Anti-patterns to avoid:

Treating visibility restrictions as non-enforcement. Any system that applies visibility restrictions but classifies them outside the content moderation governance framework is creating an ungoverned enforcement channel. Visibility restrictions are enforcement actions and must be governed as such. The distinction between "moderation" and "algorithmic curation" is legally and practically unsustainable when the curation is triggered by policy-violation signals.
Binary shadowban without graduation. Applying a single, maximum-severity visibility restriction (e.g., 95% suppression) for all trigger levels conflates low-confidence grey-area signals with high-confidence violation signals. This produces disproportionate outcomes for borderline cases and denies the governance system the ability to calibrate enforcement to signal strength.
Relying on user complaints to detect false positives. If the visibility restriction is invisible to the user, the user cannot complain about it. Systems that depend on user reports to measure false-positive rates for visibility restrictions will systematically undercount false positives, creating a false impression of classifier accuracy.
Indefinite visibility restrictions without review. Visibility restrictions applied without an expiry date or mandatory review date become permanent invisible penalties. Over time, these accumulate, creating a growing population of permanently suppressed users with no awareness and no recourse.
Threshold-only triggers without contextual assessment. Automated triggers based solely on report volume (e.g., "50 reports in 4 hours triggers shadowban") are trivially gameable and create a weaponisation vector. Every automated trigger must include contextual assessment of both the reports and the target.

Industry Considerations

Marketplace platforms: Visibility restrictions directly affect seller revenue and livelihood. Proportionality assessment must account for economic impact. Notification timelines should be shorter (24 hours) for revenue-impacting restrictions. Appeal mechanisms should include expedited review for sellers who demonstrate revenue loss. Platform-to-business regulation (EU P2B Regulation) imposes specific transparency obligations for ranking and demotion.
Social community platforms: Visibility restrictions affect free expression and participation. Proportionality assessment must consider the user's role in public discourse (journalist, public figure, elected official). Cross-border platforms must account for varying free expression standards across jurisdictions. The DSA imposes specific obligations for transparency, notification, and appeal for all content moderation actions including visibility restrictions.
Creator platforms: Visibility restrictions affect creator earnings and audience relationships. Demotion from recommendation feeds can reduce creator income by 60-90%. Governance must include economic impact assessment and expedited appeal for monetising creators.

Maturity Model

Basic Implementation — The organisation has a documented visibility restriction policy defining restriction types and conditions. All visibility restriction actions are logged in an audit trail. Affected users are notified within 72 hours. An appeal mechanism exists with defined timelines. Proportionality assessment is performed manually for high-impact cases. Transparency reports are produced quarterly. Classifier accuracy is monitored monthly.

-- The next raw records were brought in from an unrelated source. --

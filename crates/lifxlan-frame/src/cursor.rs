//! Bounds-checked little-endian cursors over fixed-capacity buffers.
//!
//! Every multi-byte field in a frame goes through [`WriteCursor::write`] or
//! [`ReadCursor::read`], so endianness and bounds checks live in one place.
//! A cursor never touches memory past its buffer; an out-of-range access
//! returns [`FrameError::BufferOverflow`] and leaves the position unchanged.

use bytes::{Buf, BufMut};

use crate::error::{FrameError, Result};

/// Widest integer a single `write`/`read` call moves.
const MAX_INT_WIDTH: usize = 8;

fn overflow(offset: usize, requested: usize, capacity: usize) -> FrameError {
    FrameError::BufferOverflow {
        offset,
        requested,
        capacity,
    }
}

/// Write position over a fixed-capacity byte buffer.
#[derive(Debug)]
pub struct WriteCursor<'a> {
    buf: &'a mut [u8],
    pos: usize,
}

impl<'a> WriteCursor<'a> {
    /// Create a cursor at offset 0. Capacity is `buf.len()`.
    pub fn new(buf: &'a mut [u8]) -> Self {
        Self { buf, pos: 0 }
    }

    /// Current write offset (bytes written so far).
    pub fn position(&self) -> usize {
        self.pos
    }

    /// Total capacity of the underlying buffer.
    pub fn capacity(&self) -> usize {
        self.buf.len()
    }

    /// Bytes left before the cursor hits capacity.
    pub fn remaining(&self) -> usize {
        self.buf.len() - self.pos
    }

    fn claim(&mut self, n: usize) -> Result<&mut [u8]> {
        let start = self.pos;
        let end = start
            .checked_add(n)
            .filter(|end| *end <= self.buf.len())
            .ok_or_else(|| overflow(start, n, self.buf.len()))?;
        self.pos = end;
        Ok(&mut self.buf[start..end])
    }

    /// Write the low `n` bytes of `value` little-endian and advance.
    ///
    /// Returns the new position. Widths above 8 zero-fill the excess bytes.
    pub fn write(&mut self, n: usize, value: u64) -> Result<usize> {
        debug_assert!(n <= MAX_INT_WIDTH, "integer width {n} exceeds {MAX_INT_WIDTH}");
        let dst = self.claim(n)?;
        let (mut int, pad) = dst.split_at_mut(n.min(MAX_INT_WIDTH));
        let width = int.len();
        int.put_uint_le(value, width);
        pad.fill(0);
        Ok(self.pos)
    }

    pub fn put_u8(&mut self, value: u8) -> Result<()> {
        self.write(1, u64::from(value)).map(drop)
    }

    pub fn put_u16(&mut self, value: u16) -> Result<()> {
        self.write(2, u64::from(value)).map(drop)
    }

    pub fn put_u32(&mut self, value: u32) -> Result<()> {
        self.write(4, u64::from(value)).map(drop)
    }

    pub fn put_u64(&mut self, value: u64) -> Result<()> {
        self.write(8, value).map(drop)
    }

    /// Copy `src` verbatim.
    pub fn put_slice(&mut self, src: &[u8]) -> Result<()> {
        self.claim(src.len())?.copy_from_slice(src);
        Ok(())
    }

    /// Write `n` zero bytes (reserved fields).
    pub fn put_zeros(&mut self, n: usize) -> Result<()> {
        self.claim(n)?.fill(0);
        Ok(())
    }
}

/// Read position over a fixed-length byte buffer.
#[derive(Debug, Clone)]
pub struct ReadCursor<'a> {
    buf: &'a [u8],
    pos: usize,
}

impl<'a> ReadCursor<'a> {
    /// Create a cursor at offset 0. Capacity is `buf.len()`.
    pub fn new(buf: &'a [u8]) -> Self {
        Self { buf, pos: 0 }
    }

    pub fn position(&self) -> usize {
        self.pos
    }

    pub fn capacity(&self) -> usize {
        self.buf.len()
    }

    pub fn remaining(&self) -> usize {
        self.buf.len() - self.pos
    }

    fn take(&mut self, n: usize) -> Result<&'a [u8]> {
        let start = self.pos;
        let end = start
            .checked_add(n)
            .filter(|end| *end <= self.buf.len())
            .ok_or_else(|| overflow(start, n, self.buf.len()))?;
        self.pos = end;
        Ok(&self.buf[start..end])
    }

    /// Read `n` bytes as a little-endian integer and advance.
    ///
    /// Widths above 8 read only the low 8 bytes.
    pub fn read(&mut self, n: usize) -> Result<u64> {
        debug_assert!(n <= MAX_INT_WIDTH, "integer width {n} exceeds {MAX_INT_WIDTH}");
        let src = self.take(n)?;
        let width = n.min(MAX_INT_WIDTH);
        let mut low = &src[..width];
        Ok(low.get_uint_le(width))
    }

    pub fn get_u8(&mut self) -> Result<u8> {
        self.read(1).map(|v| v as u8)
    }

    pub fn get_u16(&mut self) -> Result<u16> {
        self.read(2).map(|v| v as u16)
    }

    pub fn get_u32(&mut self) -> Result<u32> {
        self.read(4).map(|v| v as u32)
    }

    pub fn get_u64(&mut self) -> Result<u64> {
        self.read(8)
    }

    /// Read exactly `N` bytes verbatim.
    pub fn get_array<const N: usize>(&mut self) -> Result<[u8; N]> {
        let mut out = [0u8; N];
        out.copy_from_slice(self.take(N)?);
        Ok(out)
    }

    /// Consume `n` bytes without inspecting them (reserved fields).
    pub fn skip(&mut self, n: usize) -> Result<()> {
        self.take(n).map(drop)
    }
}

Intermediate Implementation — All basic capabilities plus: the enforcement action registry is unified across removals, suspensions, and visibility restrictions. Proportionality scoring is automated using a severity-impact matrix. Adversarial trigger hardening is implemented with report-source reputation scoring and velocity anomaly detection. Classifier drift is monitored continuously with automatic escalation when false-positive rates exceed thresholds. Graduated restriction levels are implemented with automatic de-escalation. Visibility restriction governance is integrated with the content enforcement consistency framework (AG-692). Appeal outcomes feed back into classifier retraining.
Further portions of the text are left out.